The Palazzo Torfanini is a Renaissance architecture palace located on Via Galliera 4, in central Bologna. It is located near the Palazzo Aldrovandi. The palace, with typical facade arcades, was commissioned by Bartolomeo Torfanini in 1544.

The interiors were frescoed in 1549 by Nicolo dell'Abate. The exterior fresco work by Girolamo da Treviso and Prospero Fontana has long decayed. In 1732, the palace was refurbished by Alfonso Torreggiani for the Princesses Benedetta and Amalia d'Este of Modena. His contribution is noted in the window frames of the piano nobile.

The Abate frescoes were destroyed by Torregiani's reconstruction. The art collector Giacomo Bartolomeo Beccari asked the painter Domenico Fratta to copy the frieze and frescoes, however these copies were stolen from the Institute of Science of Bologna where they were kept. A copy of the copies were made for Giovanni Battista Venturi, and these were rediscovered in 1929 in the Biblioteca Comunale of Reggio Emilia.
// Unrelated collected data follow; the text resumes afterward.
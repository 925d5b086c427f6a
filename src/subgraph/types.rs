//! Subgraph record types
//!
//! BigInt fields arrive as decimal strings and IDs as lowercase hex. Raw
//! records are parsed one at a time so a single malformed record can be
//! skipped without losing its page.

use super::pagination::{Nested, Timestamped};
use super::SubgraphError;
use alloy::primitives::{Address, U256};
use serde::Deserialize;
use serde_json::Value;

/// A draw with the prize claims recorded against it
#[derive(Debug, Clone, PartialEq)]
pub struct SubgraphDraw {
    pub id: u32,
    pub prize_claims: Vec<SubgraphPrize>,
}

/// A claimed prize
#[derive(Debug, Clone, PartialEq)]
pub struct SubgraphPrize {
    pub id: String,
    pub draw_id: u32,
    pub vault: Address,
    pub winner: Address,
    pub recipient: Address,
    pub tier: u8,
    pub prize_index: u32,
    pub payout: U256,
    pub claim_reward: U256,
    pub timestamp: u64,
}

impl Timestamped for SubgraphPrize {
    fn timestamp(&self) -> u64 {
        self.timestamp
    }
}

/// One TWAB balance observation
#[derive(Debug, Clone, PartialEq, Eq)]
pub struct TwabObservation {
    pub balance: U256,
    pub delegate_balance: U256,
    pub timestamp: u64,
    pub is_new: bool,
}

impl Timestamped for TwabObservation {
    fn timestamp(&self) -> u64 {
        self.timestamp
    }
}

/// A user's observations within one vault
#[derive(Debug, Clone, PartialEq)]
pub struct VaultObservations {
    pub vault: Address,
    pub observations: Vec<TwabObservation>,
}

/// A parsed parent record with the bookkeeping needed by nested pagination
#[derive(Debug)]
pub(crate) struct Fetched<P> {
    pub record: P,
    /// Children present in the response, including ones that failed to parse
    pub children_returned: usize,
    pub errors: Vec<SubgraphError>,
}

impl<P> Nested for Fetched<P> {
    fn child_count(&self) -> usize {
        self.children_returned
    }
}

#[derive(Debug, Deserialize)]
#[serde(rename_all = "camelCase")]
struct RawDraw {
    draw_id: u32,
    #[serde(default)]
    prize_claims: Vec<Value>,
}

#[derive(Debug, Deserialize)]
struct RawEntityRef {
    id: String,
}

#[derive(Debug, Deserialize)]
#[serde(rename_all = "camelCase")]
struct RawDrawRef {
    draw_id: u32,
}

#[derive(Debug, Deserialize)]
#[serde(rename_all = "camelCase")]
struct RawPrizeClaim {
    id: String,
    draw: Option<RawDrawRef>,
    prize_vault: RawEntityRef,
    winner: String,
    recipient: String,
    tier: u8,
    prize_index: u32,
    payout: String,
    claim_reward: String,
    timestamp: String,
}

#[derive(Debug, Deserialize)]
#[serde(rename_all = "camelCase")]
struct RawObservation {
    balance: String,
    delegate_balance: String,
    timestamp: String,
    #[serde(default)]
    is_new: bool,
}

#[derive(Debug, Deserialize)]
#[serde(rename_all = "camelCase")]
struct RawAccount {
    prize_vault: RawEntityRef,
    #[serde(default)]
    observations: Vec<Value>,
}

#[derive(Debug, Deserialize)]
struct RawUser {
    address: String,
}

fn invalid(what: &str, detail: impl std::fmt::Display) -> SubgraphError {
    SubgraphError::InvalidRecord(format!("{what}: {detail}"))
}

fn parse_address(field: &str, raw: &str) -> Result<Address, SubgraphError> {
    raw.parse().map_err(|e| invalid(field, e))
}

fn parse_uint(field: &str, raw: &str) -> Result<U256, SubgraphError> {
    raw.parse().map_err(|e| invalid(field, e))
}

fn parse_timestamp(raw: &str) -> Result<u64, SubgraphError> {
    raw.parse().map_err(|e| invalid("timestamp", e))
}

/// Parse a prize claim; `draw_id` overrides the claim's own draw reference
pub(crate) fn parse_prize(
    value: Value,
    draw_id: Option<u32>,
) -> Result<SubgraphPrize, SubgraphError> {
    let raw: RawPrizeClaim = serde_json::from_value(value).map_err(|e| invalid("prize claim", e))?;

    let draw_id = draw_id
        .or(raw.draw.map(|d| d.draw_id))
        .ok_or_else(|| invalid("prize claim", format!("{} has no draw", raw.id)))?;

    Ok(SubgraphPrize {
        draw_id,
        vault: parse_address("prizeVault", &raw.prize_vault.id)?,
        winner: parse_address("winner", &raw.winner)?,
        recipient: parse_address("recipient", &raw.recipient)?,
        tier: raw.tier,
        prize_index: raw.prize_index,
        payout: parse_uint("payout", &raw.payout)?,
        claim_reward: parse_uint("claimReward", &raw.claim_reward)?,
        timestamp: parse_timestamp(&raw.timestamp)?,
        id: raw.id,
    })
}

/// Parse a draw; malformed claims are dropped and kept as errors
pub(crate) fn parse_draw(value: Value) -> Result<Fetched<SubgraphDraw>, SubgraphError> {
    let raw: RawDraw = serde_json::from_value(value).map_err(|e| invalid("draw", e))?;
    let children_returned = raw.prize_claims.len();

    let (prize_claims, errors) = partition(
        raw.prize_claims
            .into_iter()
            .map(|claim| parse_prize(claim, Some(raw.draw_id))),
    );

    Ok(Fetched {
        record: SubgraphDraw {
            id: raw.draw_id,
            prize_claims,
        },
        children_returned,
        errors,
    })
}

pub(crate) fn parse_observation(value: Value) -> Result<TwabObservation, SubgraphError> {
    let raw: RawObservation =
        serde_json::from_value(value).map_err(|e| invalid("observation", e))?;

    Ok(TwabObservation {
        balance: parse_uint("balance", &raw.balance)?,
        delegate_balance: parse_uint("delegateBalance", &raw.delegate_balance)?,
        timestamp: parse_timestamp(&raw.timestamp)?,
        is_new: raw.is_new,
    })
}

/// Parse an account; malformed observations are dropped and kept as errors
pub(crate) fn parse_account(value: Value) -> Result<Fetched<VaultObservations>, SubgraphError> {
    let raw: RawAccount = serde_json::from_value(value).map_err(|e| invalid("account", e))?;
    let vault = parse_address("prizeVault", &raw.prize_vault.id)?;
    let children_returned = raw.observations.len();

    let (observations, errors) = partition(raw.observations.into_iter().map(parse_observation));

    Ok(Fetched {
        record: VaultObservations { vault, observations },
        children_returned,
        errors,
    })
}

pub(crate) fn parse_user(value: Value) -> Result<Address, SubgraphError> {
    let raw: RawUser = serde_json::from_value(value).map_err(|e| invalid("user", e))?;
    parse_address("address", &raw.address)
}

fn partition<T>(
    results: impl Iterator<Item = Result<T, SubgraphError>>,
) -> (Vec<T>, Vec<SubgraphError>) {
    let mut ok = Vec::new();
    let mut errors = Vec::new();
    for result in results {
        match result {
            Ok(value) => ok.push(value),
            Err(e) => errors.push(e),
        }
    }
    (ok, errors)
}

#[cfg(test)]
mod tests {
    use super::*;
    use alloy::primitives::address;
    use serde_json::json;

    fn claim_json(id: &str, timestamp: u64) -> Value {
        json!({
            "id": id,
            "prizeVault": { "id": "0x1111111111111111111111111111111111111111" },
            "winner": "0x2222222222222222222222222222222222222222",
            "recipient": "0x2222222222222222222222222222222222222222",
            "tier": 1,
            "prizeIndex": 3,
            "payout": "1500000000000000000",
            "claimReward": "1000",
            "timestamp": timestamp.to_string()
        })
    }

    #[test]
    fn test_parse_prize() {
        let prize = parse_prize(claim_json("c1", 1_700_000_000), Some(7)).unwrap();
        assert_eq!(prize.id, "c1");
        assert_eq!(prize.draw_id, 7);
        assert_eq!(prize.vault, address!("1111111111111111111111111111111111111111"));
        assert_eq!(prize.tier, 1);
        assert_eq!(prize.prize_index, 3);
        assert_eq!(prize.payout, U256::from(1_500_000_000_000_000_000u128));
        assert_eq!(prize.claim_reward, U256::from(1000));
        assert_eq!(prize.timestamp, 1_700_000_000);
    }

    #[test]
    fn test_parse_prize_uses_own_draw_reference() {
        let mut claim = claim_json("c1", 1);
        claim["draw"] = json!({ "drawId": 12 });
        assert_eq!(parse_prize(claim.clone(), None).unwrap().draw_id, 12);
        assert_eq!(parse_prize(claim, Some(3)).unwrap().draw_id, 3);

        assert!(parse_prize(claim_json("c2", 1), None).is_err());
    }

    #[test]
    fn test_parse_prize_rejects_bad_fields() {
        let mut claim = claim_json("c1", 1);
        claim["payout"] = json!("not a number");
        assert!(parse_prize(claim, Some(1)).is_err());

        let mut claim = claim_json("c1", 1);
        claim["winner"] = json!("0x1234");
        assert!(parse_prize(claim, Some(1)).is_err());
    }

    #[test]
    fn test_parse_draw_skips_bad_claims() {
        let mut bad = claim_json("bad", 2);
        bad["timestamp"] = json!("yesterday");

        let value = json!({
            "id": "0x05",
            "drawId": 5,
            "prizeClaims": [claim_json("good", 1), bad]
        });

        let fetched = parse_draw(value).unwrap();
        assert_eq!(fetched.record.id, 5);
        assert_eq!(fetched.record.prize_claims.len(), 1);
        assert_eq!(fetched.record.prize_claims[0].draw_id, 5);
        assert_eq!(fetched.errors.len(), 1);
        // The dropped claim still counts towards the page
        assert_eq!(fetched.child_count(), 2);
    }

    #[test]
    fn test_parse_draw_without_claims() {
        let fetched = parse_draw(json!({ "id": "0x01", "drawId": 1 })).unwrap();
        assert!(fetched.record.prize_claims.is_empty());
        assert!(fetched.errors.is_empty());
        assert_eq!(fetched.child_count(), 0);
    }

    #[test]
    fn test_parse_account() {
        let value = json!({
            "id": "acct",
            "prizeVault": { "id": "0x1111111111111111111111111111111111111111" },
            "observations": [
                { "balance": "10", "delegateBalance": "10", "timestamp": "100", "isNew": true },
                { "balance": "20", "delegateBalance": "15", "timestamp": "200" }
            ]
        });

        let fetched = parse_account(value).unwrap();
        assert!(fetched.errors.is_empty());
        let account = fetched.record;
        assert_eq!(account.observations.len(), 2);
        assert!(account.observations[0].is_new);
        assert!(!account.observations[1].is_new);
        assert_eq!(account.observations[1].delegate_balance, U256::from(15));
    }

    #[test]
    fn test_parse_user() {
        let value = json!({ "id": "x", "address": "0x3333333333333333333333333333333333333333" });
        let address = parse_user(value).unwrap();
        assert_eq!(address, address!("3333333333333333333333333333333333333333"));
        assert!(parse_user(json!({ "id": "x" })).is_err());
    }
}
//! Odds command implementation

use super::parse_u256_arg;
use crate::odds::calculate_odds;
use alloy::primitives::U256;
use clap::Args;

#[derive(Args, Debug)]
pub struct OddsArgs {
    /// User's vault share balance (raw units)
    #[arg(long, value_parser = parse_u256_arg)]
    pub user_shares: U256,

    /// Vault total supply (raw units)
    #[arg(long, value_parser = parse_u256_arg)]
    pub total_shares: U256,

    /// Share token decimals
    #[arg(long, default_value = "18")]
    pub decimals: u8,

    /// Vault's fraction of the prize pool contributions (0..1)
    #[arg(long)]
    pub contribution: f64,

    /// Number of prizes in the draw
    #[arg(long)]
    pub prizes: u32,

    /// Also show the chance of winning at least once over this many draws
    #[arg(long)]
    pub draws: Option<u32>,
}

impl OddsArgs {
    pub async fn execute(&self) -> anyhow::Result<()> {
        let odds = calculate_odds(
            self.user_shares,
            self.total_shares,
            Some(self.decimals),
            self.contribution,
            self.prizes,
        );

        println!("Odds per draw: {:.6} ({})", odds, one_in(odds));

        if let Some(draws) = self.draws {
            let over_draws = odds_over_draws(odds, draws);
            println!("Odds over {} draws: {:.6} ({})", draws, over_draws, one_in(over_draws));
        }

        Ok(())
    }
}

/// Chance of winning at least once across `draws` independent draws
pub(crate) fn odds_over_draws(odds: f64, draws: u32) -> f64 {
    (1.0 - (1.0 - odds).powf(f64::from(draws))).clamp(0.0, 1.0)
}

/// Human-readable `1 in N` form
pub(crate) fn one_in(probability: f64) -> String {
    if probability <= 0.0 {
        "never".to_string()
    } else {
        format!("1 in {:.1}", 1.0 / probability)
    }
}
Freedburg describes these much praised depiction of historical scenes of ancient Rome and scenes from Orlando Furioso as paintings where he depicted romantic landscapes, battle scenes, and most notably, musical parties of aristocratic contemporaries, of genre-like intimacy and arresting charm... in these works, he became an explicit example of Maniera style.